Pop-Archiv Aprilvon Detlef Siegfried17.4.2016

Männer & Märkte. Konsumforschung als popkulturelle Quelle

Die empirische Sozialforschung hat eine Vielzahl von Quellen zur Sozial- und Kulturgeschichte hervorgebracht, die noch weitgehend der Auswertung harren – auch unter popgeschichtlichen Fragestellungen. Die Studien des Instituts für Demoskopie Allensbach sowie die regelmäßigen Berichte von Allensbach, Divo, Emnid und anderen Einrichtungen der empirischen Sozialforschung beinhalten ein für die Popgeschichte gigantisches Material, gerade weil sie nicht selten Aspekte der Konsumkultur behandeln. Sie finden sich gehäuft, ebenso wie z.T. unveröffentlichte Forschungsberichte und „graue Literatur“, etwa im Deutschen Jugend-Institut, München, im Zentralarchiv für empirische Sozialforschung, Köln, sowie im Deutschen Zentralarchiv für Soziale Fragen, Berlin.

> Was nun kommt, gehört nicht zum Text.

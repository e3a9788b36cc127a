//! # linelog
//! Thread-safe console/file logger with timestamped, level-tagged, optionally
//! colorized single-line output.
//!
//! Each call produces one line of the form
//! `YYYY-MM-DD HH:MM:SS.mmm [LEVEL] arg1 arg2 ...`, serialized under a single
//! lock so concurrent callers never interleave.
//!
//! ## Usage
//! ```rust
//! use linelog::{log_info, log_warning, precision};
//!
//! log_info!("loop", 0, "- thread", 3);
//! log_warning!("pi is roughly", precision(2), 3.14159);
//! ```
//!
//! ## Logging to a file
//! The logger owns its sink. Turn colors off when redirecting to a file.
//! ```rust
//! use linelog::{LogFile, Logger, log_error};
//!
//! let logger = Logger::new();
//! logger.set_colors(false);
//! let file = LogFile::new("/tmp/linelog_doc.log").unwrap();
//! logger.set_output(Box::new(file));
//! log_error!(to: logger, "disk almost full");
//! logger.reset_output();
//! ```
//!
//! ## `log` facade
//! ```rust
//! linelog::init().ok();
//! log::info!("Hello, world!");
//! ```

mod arg;
mod config;
mod level;
mod logger;
mod macros;
mod sink;

pub use arg::{Arg, precision};
pub use config::LINELOG_CONFIG;
pub use level::Level;
pub use logger::{Logger, global, init};
pub use sink::{LogFile, LogSink, LogStdout, SharedBuffer};
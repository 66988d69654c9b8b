// SPDX-License-Identifier: MIT

//! Payment request and payment record models.

use serde::{Deserialize, Serialize};

/// Reason recorded when an admin rejects without giving one.
pub const DEFAULT_REJECTION_REASON: &str = "No reason provided";

/// Lifecycle of a payment request.
///
/// `Pending -> Approved` is terminal; `Pending -> Rejected` may be
/// superseded by a fresh pending request for the same event.
#[derive(Debug, Clone, Copy, PartialEq, Eq, Serialize, Deserialize)]
#[serde(rename_all = "lowercase")]
pub enum RequestStatus {
    Pending,
    Approved,
    Rejected,
}

/// A user's request to pay for an event, awaiting admin action.
#[derive(Debug, Clone, Serialize, Deserialize)]
pub struct PaymentRequest {
    /// Document ID, injected by the Firestore client on reads and never
    /// stored in the document body
    #[serde(alias = "_firestore_id", default, skip_serializing)]
    pub id: String,
    pub user_id: String,
    pub user_email: String,
    pub event_id: String,
    pub event_title: String,
    pub event_price: i64,
    pub status: RequestStatus,
    pub created_at: String,
    pub rejection_reason: Option<String>,
    pub approved_at: Option<String>,
    /// Uid of the approving admin
    pub approved_by: Option<String>,
    pub rejected_at: Option<String>,
    pub rejected_by: Option<String>,
}

impl PaymentRequest {
    pub fn new(
        user_id: &str,
        user_email: &str,
        event_id: &str,
        event_title: &str,
        event_price: i64,
        created_at: String,
    ) -> Self {
        Self {
            id: String::new(),
            user_id: user_id.to_string(),
            user_email: user_email.to_string(),
            event_id: event_id.to_string(),
            event_title: event_title.to_string(),
            event_price,
            status: RequestStatus::Pending,
            created_at,
            rejection_reason: None,
            approved_at: None,
            approved_by: None,
            rejected_at: None,
            rejected_by: None,
        }
    }
}

/// Approved-payment record, stored at `payments/{uid}/events/{event_id}`.
///
/// This is the authoritative "may this user register" flag for an event;
/// it is only ever written by payment-request approval.
#[derive(Debug, Clone, Serialize, Deserialize)]
pub struct Payment {
    pub uid: String,
    pub event_id: String,
    pub paid: bool,
    pub paid_at: String,
    pub reference: String,
}

#[cfg(test)]
mod tests {
    use super::*;

    #[test]
    fn test_status_serializes_lowercase() {
        assert_eq!(
            serde_json::to_value(RequestStatus::Pending).unwrap(),
            serde_json::json!("pending")
        );
        assert_eq!(
            serde_json::to_value(RequestStatus::Approved).unwrap(),
            serde_json::json!("approved")
        );
        assert_eq!(
            serde_json::to_value(RequestStatus::Rejected).unwrap(),
            serde_json::json!("rejected")
        );
    }

    #[test]
    fn test_new_request_starts_pending() {
        let req = PaymentRequest::new(
            "u1",
            "u1@example.com",
            "e1",
            "Cup",
            1000,
            "2026-08-01T00:00:00Z".to_string(),
        );
        assert_eq!(req.status, RequestStatus::Pending);
        assert!(req.approved_at.is_none());
        assert!(req.rejection_reason.is_none());
    }
}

Oftmals wurden derartige Studien im Auftrag von Zeitschriften erstellt, die aus Gründen der Aquise von Werbekunden an möglichst genauem Wissen über die Präferenzen ihrer Leserschaft interessiert waren. Um das jeweilige Profil im Vergleich mit der Gesamtbevölkerung herauszuarbeiten, wurden dabei häufig repräsentative Stichproben beider Gruppen befragt. Für die Geschichte der Popkultur sind diese Quellen hochrelevant, weil sie die quantitative Gewichtung von Erscheinungen ermöglichen, von denen man sonst oft nur weiß, dass es sie gab, ohne jedoch über ihren Verbreitungsgrad und dessen Wandel informiert zu sein.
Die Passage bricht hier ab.